(Items from a dataset)
::::

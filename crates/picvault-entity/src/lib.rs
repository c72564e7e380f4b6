//! # picvault-entity
//!
//! Domain entity models for PicVault. Files and folders share one table
//! row type, [`Node`], and are told apart at the API boundary through the
//! tagged [`NodeKind`].
//!
//! [`Node`]: node::Node
//! [`NodeKind`]: node::NodeKind

pub mod node;
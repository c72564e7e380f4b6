//! # picvault-storage
//!
//! Media store providers for PicVault. The node tree only records where an
//! asset lives; the bytes go to one of the providers here, selected by
//! `storage.provider`.

pub mod manager;
pub mod providers;
pub mod thumbnail;

pub use manager::{MediaManager, asset_key, sanitize_file_name};
pub use providers::MemoryMediaStore;
#[cfg(feature = "local")]
pub use providers::LocalMediaStore;
pub use thumbnail::ThumbnailGenerator;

::::

__Exercise__
What's needed is an exact copy of every entry.

__Task result__
filename crates/picvault-entity/src/lib.rs
repository c72564e7e380f4b6
//! # picvault-entity
//!
//! Domain entity models for PicVault. Files and folders share one table
//! row type, [`Node`], and are told apart at the API boundary through the
//! tagged [`NodeKind`].
//!
//! [`Node`]: node::Node
//! [`NodeKind`]: node::NodeKind

pub mod node;
repository c72564e7e380f4b6
//! # picvault-storage
//!
//! Media store providers for PicVault. The node tree only records where an
//! asset lives; the bytes go to one of the providers here, selected by
//! `storage.provider`.

pub mod manager;
pub mod providers;
pub mod thumbnail;

pub use manager::{MediaManager, asset_key, sanitize_file_name};
pub use providers::MemoryMediaStore;
#[cfg(feature = "local")]
pub use providers::LocalMediaStore;
pub use thumbnail::ThumbnailGenerator;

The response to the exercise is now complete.